Across the listing, the lines that include "Subcommand" must be tallied and reported as a bare number.

----

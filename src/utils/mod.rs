//! Utility modules.

pub mod file;
pub mod retry;

pub use file::{read_file_content, read_input, read_stdin};
pub use retry::{RetryConfig, Retryable, with_retry};
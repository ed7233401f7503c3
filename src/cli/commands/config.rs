use anyhow::{Context, Result};
use clap::Subcommand;

use crate::cli::output::get_formatter;
use crate::models::{Config, OutputFormat};

#[derive(Debug, Subcommand)]
pub enum ConfigCommand {
    #[command(about = "Write a default configuration file")]
    Init {
        #[arg(long, short = 'f', help = "Force overwrite existing config")]
        force: bool,
    },
    #[command(about = "Show current configuration")]
    Show,
    #[command(about = "Show the configuration file path")]
    Path,
}

pub async fn handle_config(cmd: ConfigCommand, format: OutputFormat, _verbose: bool) -> Result<()> {
    let formatter = get_formatter(format);

    match cmd {
        ConfigCommand::Init { force } => {
            let path = Config::config_path()
                .ok_or_else(|| anyhow::anyhow!("could not determine config directory"))?;

            if path.exists() && !force {
                anyhow::bail!(
                    "Config already exists at: {}\nUse --force to overwrite.",
                    path.display()
                );
            }

            Config::default()
                .save()
                .context("failed to write config")?;
            print!(
                "{}",
                formatter.format_message(&format!("Created config at: {}", path.display()))
            );
        }
        ConfigCommand::Show => {
            let config = Config::load()?;
            let toml = toml::to_string_pretty(&config).context("failed to render config")?;
            print!("{}", toml);
        }
        ConfigCommand::Path => {
            let path = Config::config_path()
                .ok_or_else(|| anyhow::anyhow!("could not determine config directory"))?;
            println!("{}", path.display());
        }
    }

    Ok(())
}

----

• Reply
2